Signs of Spring for DC ESG: 3 Indicators to Watch
Demand, data and diversification are the three elements required for ESG investing to flourish within DC plans. For sponsors, monitoring these dimensions will offer insight into the rates of institutional and individual change, and help to pace strategic next steps toward fruitful ESG integration.
While environmental, social and governmental (ESG) investing acceptance and application in the United States has trailed global trends, there are signs suggesting a scaling shift. Here we focus on three trends that sponsors should watch as early indicators that an ESG era is dawning.
Why Little Progress Has Been Measured So Far
ESG and retirement investing seem like a natural fit, because both disciplines view the world through a particularly long-focus lens. But many sponsors have yet to make the connection. A July 2018 study by New England Pension Consultants (NEPC) found that 88% of US plan sponsors have yet to incorporate ESG into their defined benefit (DB) or defined contribution (DC) plans.1 This figure aligns with Callan’s DC Index™, showing that only 16% of US DC plans offer a dedicated ESG option.2
In the NEPC survey, sponsors report several common concerns:
- 84% say participants have not asked for ESG options.
- 38% consider only financial factors when evaluating plan investments.
- 27% need more data about ESG’s impact on performance.3
In addition, sponsors also seem to be waiting for clearer public policy guidance. In April 2019, an Executive Order (EO) directed the Department of Labor (DOL) to examine data filed by retirement plans under ERISA for any discernible trends in investing or proxy voting in the energy sector. The DOL was also ordered to revise or issue guidance in order to “promote energy infrastructure and economic growth.” The evident purpose of the EO is to apply extra scrutiny to any application of ESG principles that might disfavor retirement plan investments in the petroleum sector. It’s possible the EO could slow the adoption of ESG, but some observers view the order as mostly symbolic. Its practical effect may simply be to abate activist investor spending by requiring shareholders to prove the materiality of ESG factors. The administrative debate will probably continue until a compromise emerges. In the meantime, it’s a conversation that merits close monitoring.

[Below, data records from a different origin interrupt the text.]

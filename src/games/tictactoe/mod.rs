//! Tic-tac-toe engine and heuristic opponent.

mod action;
mod game;
pub mod heuristic;
pub mod invariants;
mod position;
pub mod rules;
mod types;

pub use action::{Move, MoveError, MoveOutcome};
pub use game::Game;
pub use heuristic::{Choice, LowestIndex, RandomTieBreaker, Rule, TieBreaker};
pub use position::Position;
pub use types::{Board, BoardParseError, GameStatus, Player, Square};
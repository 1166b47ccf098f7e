//! Win/loss/draw tally across games.

use crate::games::tictactoe::{GameStatus, Player};
use derive_getters::Getters;
use serde::{Deserialize, Serialize};
use tracing::{debug, info, instrument};

/// Caller-owned tally of finished games.
///
/// The engine keeps no state between games; whoever runs games feeds each
/// terminal status in here.
#[derive(Debug, Clone, Copy, Default, PartialEq, Eq, Getters, Serialize, Deserialize)]
pub struct Scoreboard {
    /// Games won by X.
    x_wins: u32,
    /// Games won by O.
    o_wins: u32,
    /// Drawn games.
    draws: u32,
}

impl Scoreboard {
    /// Creates an empty scoreboard.
    pub fn new() -> Self {
        Self::default()
    }

    /// Records a finished game. In-progress statuses are ignored.
    #[instrument(skip(self))]
    pub fn record(&mut self, status: GameStatus) {
        match status {
            GameStatus::Won(winner) => self.record_outcome(Some(winner)),
            GameStatus::Draw => self.record_outcome(None),
            GameStatus::InProgress => debug!("Ignoring unfinished game"),
        }
    }

    /// Records a winner, or a draw when `winner` is `None`.
    pub fn record_outcome(&mut self, winner: Option<Player>) {
        match winner {
            Some(Player::X) => self.x_wins += 1,
            Some(Player::O) => self.o_wins += 1,
            None => self.draws += 1,
        }
    }

    /// Wins for the given player.
    pub fn wins(&self, player: Player) -> u32 {
        match player {
            Player::X => self.x_wins,
            Player::O => self.o_wins,
        }
    }

    /// Number of games recorded.
    pub fn total_games(&self) -> u32 {
        self.x_wins + self.o_wins + self.draws
    }

    /// Clears all counters.
    pub fn reset(&mut self) {
        info!(games = self.total_games(), "Scores reset");
        *self = Self::default();
    }
}

impl std::fmt::Display for Scoreboard {
    fn fmt(&self, f: &mut std::fmt::Formatter<'_>) -> std::fmt::Result {
        writeln!(f, "   Player X: {} wins", self.x_wins)?;
        writeln!(f, "   Player O: {} wins", self.o_wins)?;
        write!(f, "   Draws: {}", self.draws)
    }
}

#[cfg(test)]
mod tests {
    use super::*;

    #[test]
    fn test_record_each_outcome() {
        let mut scores = Scoreboard::new();
        scores.record(GameStatus::Won(Player::X));
        scores.record(GameStatus::Won(Player::X));
        scores.record(GameStatus::Won(Player::O));
        scores.record(GameStatus::Draw);

        assert_eq!(*scores.x_wins(), 2);
        assert_eq!(scores.wins(Player::O), 1);
        assert_eq!(*scores.draws(), 1);
        assert_eq!(scores.total_games(), 4);
    }

    #[test]
    fn test_in_progress_not_counted() {
        let mut scores = Scoreboard::new();
        scores.record(GameStatus::InProgress);
        assert_eq!(scores.total_games(), 0);
    }

    #[test]
    fn test_reset_clears() {
        let mut scores = Scoreboard::new();
        scores.record_outcome(None);
        scores.reset();
        assert_eq!(scores, Scoreboard::default());
    }

    #[test]
    fn test_display() {
        let mut scores = Scoreboard::new();
        scores.record_outcome(Some(Player::O));
        assert_eq!(
            scores.to_string(),
            "   Player X: 0 wins\n   Player O: 1 wins\n   Draws: 0"
        );
    }

    #[test]
    fn test_json_summary() {
        let mut scores = Scoreboard::new();
        scores.record_outcome(Some(Player::X));
        let json = serde_json::to_value(scores).unwrap();
        assert_eq!(json["x_wins"], 1);
        assert_eq!(json["draws"], 0);
    }
}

3 Trends that Could Signal a Scalable ESG Shift
Three industry indicators could create a more welcoming environment for ESG integration:
1. New populations demanding new solutions. Yesterday’s retirement plans need retooling to meet the unique needs of Millennial and Gen Z workers —including their long time horizons. At State Street, we already apply unique investment approaches by life stage. For younger participants, for example, our Target Retirement 2060 Fund stacks a high equity allocation on top of a small- and mid-cap tilt and long U.S. bonds to maximize opportunity over the long run. This philosophy could extend to include ESG options for younger savers in order to hedge against downside risks that previous retirees never had to consider — from superstorm damages to the impact of droughts on textile manufacturing to rising global obesity costs.
In addition, as younger generations move to center stage in the American economy, their concerns about investing in socially responsible ways are likely to bring ESG considerations further into the mainstream.
2. Better, more consistent ESG data. ESG investors have long struggled to find a consistent approach to defining whether an investment aligns with an ESG philosophy. Now, asset managers are pursuing solutions to help. For example, State Street is working to create a clearer and more consistent foundation for ESG data, combining multiple data sources with active company engagement to deliver standardized, transparent ratings and reporting. This new in-house ESG scoring system, called R-Factor, collects raw company metrics from multiple data providers and scores more than 5,000 companies on a consistent scale of 0 to 100. Its goal is to take the guesswork out of ESG reporting, easing the adoption of ESG strategies.
3. The growing popularity of alternatives. Sponsors’ interest in alternative asset classes is increasing. As we discussed in an earlier issue of The Participant, plan sponsors may consider dipping their toe into ESG using an approach similar to the way they are incorporating real assets and other alternative asset classes. Currently, ESG prevalence in DC plan lineups is on par with emerging market equity, REITs and global fixed income. As demand for alternative asset classes grows, the rising tide of popularity is likely to buoy ESG strategies as well.
ESG: Bridging to the Future
The pace of DC ESG adoption has been gradual, slowed somewhat by muted domestic demand and confusing policy guidance. But today, demand worldwide is growing, the data are improving and the diversification potential of ESG is winning wider recognition. Prudent plan sponsors need to keep a close eye on these three elements in order to monitor market momentum — and avoid being caught by surprise.
For young workers, the world of tomorrow may feel unimaginable, though ESG investing could help prepare participants for the unpredictability by protecting them from new risks and reducing the likelihood that certain perils will ever come to pass. By thoughtfully considering ESG approaches, DC plans could help workers build a more resilient retirement strategy — as well as a more resilient world in which to retire.